The rising in Asturias was well prepared with headquarters in Oviedo. In several mining towns in Asturias, local unions gathered small arms and were determined to see the strike through. Fighting began on the evening of 4 October, with the miners occupying several towns, attacking and seizing local Civil Guard and Assault Guard barracks.

At dawn on 5 October, the rebels attacked the Catholic Brothers' school in Turón. The Brothers and the Passionist Fathers were captured and imprisoned in the "House of the People" while waiting for a decision from the Revolutionary Committee. Under pressure from extremists, the Committee condemned them to death. 34 priests, six young seminarians aged 18 to 21, and several businessmen and Civil Guards were summarily executed by the revolutionaries in Mieres and Sama. 58 religious buildings including churches, convents, and part of the University of Oviedo were burned and destroyed. The same day saw columns of miners advancing along the road to Oviedo, the provincial capital of Asturias. Taking Oviedo, the rebels were able to seize the city's arsenal gaining 24,000 rifles, carbines, and light and heavy machine guns. Recruitment offices demanded the services of all workers between the ages of eighteen and forty for the "Red Army". Thirty thousand workers were mobilized for battle within ten days. With the exception of two barracks in which fighting with the garrison of 1,500 government troops continued, the city was taken by 6 October. The miners proceeded to occupy several other towns, most notably the large industrial centre of La Felguera, and set up town assemblies, or "revolutionary committees", to govern the towns that they controlled.

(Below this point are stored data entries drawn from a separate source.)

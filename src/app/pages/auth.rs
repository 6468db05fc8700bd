//! Sign-in and sign-up pages. Submissions log and redirect, nothing is verified.

use crate::app::components::{AuthCard, PasswordField, SocialButtons};
use crate::app::pages::routes::{Route, go_to};
use crate::domain::models::{LoginForm, SignupForm};
use dioxus::prelude::*;

/// `/login` route
#[component]
pub fn Login() -> Element {
    let mut form = use_signal(LoginForm::default);
    let navigator = navigator();

    let on_submit = move |evt: FormEvent| {
        evt.prevent_default();
        let redirect = form.read().submit();
        go_to(navigator, Route::from(redirect));
    };

    let snapshot = form.read().clone();

    rsx! {
        AuthCard {
            title: "Sign In",
            subtitle: "You can sign into your account using your email or username",

            form { class: "c-auth__form", onsubmit: on_submit,
                div { class: "c-field",
                    label { class: "c-field__label", "Email or User Name" }
                    input {
                        r#type: "text",
                        class: "c-input c-input--pill",
                        placeholder: "Enter your email or user name",
                        value: snapshot.email,
                        oninput: move |evt| form.write().email = evt.value(),
                    }
                }

                PasswordField {
                    value: snapshot.password,
                    visible: snapshot.show_password,
                    on_input: move |value: String| form.write().password = value,
                    on_toggle: move |_: ()| form.write().toggle_password_visibility(),
                }

                div { class: "c-auth__row",
                    label { class: "c-checkbox",
                        input {
                            r#type: "checkbox",
                            checked: snapshot.remember_me,
                            onchange: move |evt| form.write().remember_me = evt.checked(),
                        }
                        span { "Remember Me" }
                    }
                    a { href: "#", class: "c-auth__forgot", "Forgot Password?" }
                }

                button { r#type: "submit", class: "c-button c-button--primary c-button--pill c-button--block",
                    "Sign In"
                }
            }

            p { class: "c-auth__switch",
                "Don't have an account? "
                Link { to: Route::Signup {}, class: "c-auth__link", "Sign up" }
            }

            SocialButtons { form: "login" }
        }
    }
}

/// `/signup` route
#[component]
pub fn Signup() -> Element {
    let mut form = use_signal(SignupForm::default);
    let navigator = navigator();

    let on_submit = move |evt: FormEvent| {
        evt.prevent_default();
        let redirect = form.read().submit();
        go_to(navigator, Route::from(redirect));
    };

    let snapshot = form.read().clone();

    rsx! {
        AuthCard {
            title: "Sign Up",
            subtitle: "You can sign up an account using your personal details",

            form { class: "c-auth__form", onsubmit: on_submit,
                div { class: "c-field",
                    label { class: "c-field__label", "User Name" }
                    input {
                        r#type: "text",
                        class: "c-input c-input--pill",
                        placeholder: "Enter your user name",
                        value: snapshot.username,
                        oninput: move |evt| form.write().username = evt.value(),
                    }
                }

                div { class: "c-field",
                    label { class: "c-field__label", "Email" }
                    input {
                        r#type: "email",
                        class: "c-input c-input--pill",
                        placeholder: "Enter your email address",
                        value: snapshot.email,
                        oninput: move |evt| form.write().email = evt.value(),
                    }
                }

                PasswordField {
                    value: snapshot.password,
                    visible: snapshot.show_password,
                    on_input: move |value: String| form.write().password = value,
                    on_toggle: move |_: ()| form.write().toggle_password_visibility(),
                }

                label { class: "c-checkbox c-auth__terms",
                    input {
                        r#type: "checkbox",
                        checked: snapshot.agreed,
                        onchange: move |evt| form.write().agreed = evt.checked(),
                    }
                    span {
                        "I agree to the "
                        a { href: "#", class: "c-auth__link", "Privacy" }
                        " and "
                        a { href: "#", class: "c-auth__link", "Terms" }
                    }
                }

                button { r#type: "submit", class: "c-button c-button--primary c-button--pill c-button--block",
                    "Sign Up"
                }
            }

            p { class: "c-auth__switch",
                "Already have an account? "
                Link { to: Route::Login {}, class: "c-auth__link", "Sign In" }
            }

            SocialButtons { form: "signup" }
        }
    }
}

Within three days, the center of Asturias was in the hands of the rebels. The revolutionary soviets set up by the miners attempted to impose order on the areas under their control, and the moderate socialist leadership of Ramón González Peña and Belarmino Tomás took measures to restrain violence. In the occupied areas, the rebels officially declared the proletarian revolution and abolished regular money.

The Spanish government was now facing a civil war. Franco, already General of Division and aide to Minister of War Diego Hidalgo, was put in command of operations to suppress the violent insurgency. Franco and General Manuel Goded Llopis advised Hidalgo to bring in the battle-tested Spanish Army of Africa, composed of the Spanish Legion and the Moroccan Regulares. Historian Hugh Thomas asserts that Hidalgo said that he did not want young inexperienced recruits fighting their own people, and that he was wary of moving troops to Asturias, leaving the rest of Spain unprotected. Bringing in the Army of Africa was not a novelty; in 1932 Manuel Azaña had also called the Tercio and the Regulares from North Africa. Hidalgo wanted Franco to lead the troops, but President Alcalá-Zamora, aware of Franco's monarchist sympathies, chose General Eduardo López Ochoa to lead the troops against the miners, trusting that his reputation as a loyal Republican would minimize the bloodshed, which turned brutal anyway. After two weeks of heavy fighting done by troops from the Army of Africa with a death toll of 2000, the rebellion was suppressed. As a deterrent to further atrocities, López Ochoa summarily executed a number of Legionnaires and Regulares for torturing or murdering prisoners.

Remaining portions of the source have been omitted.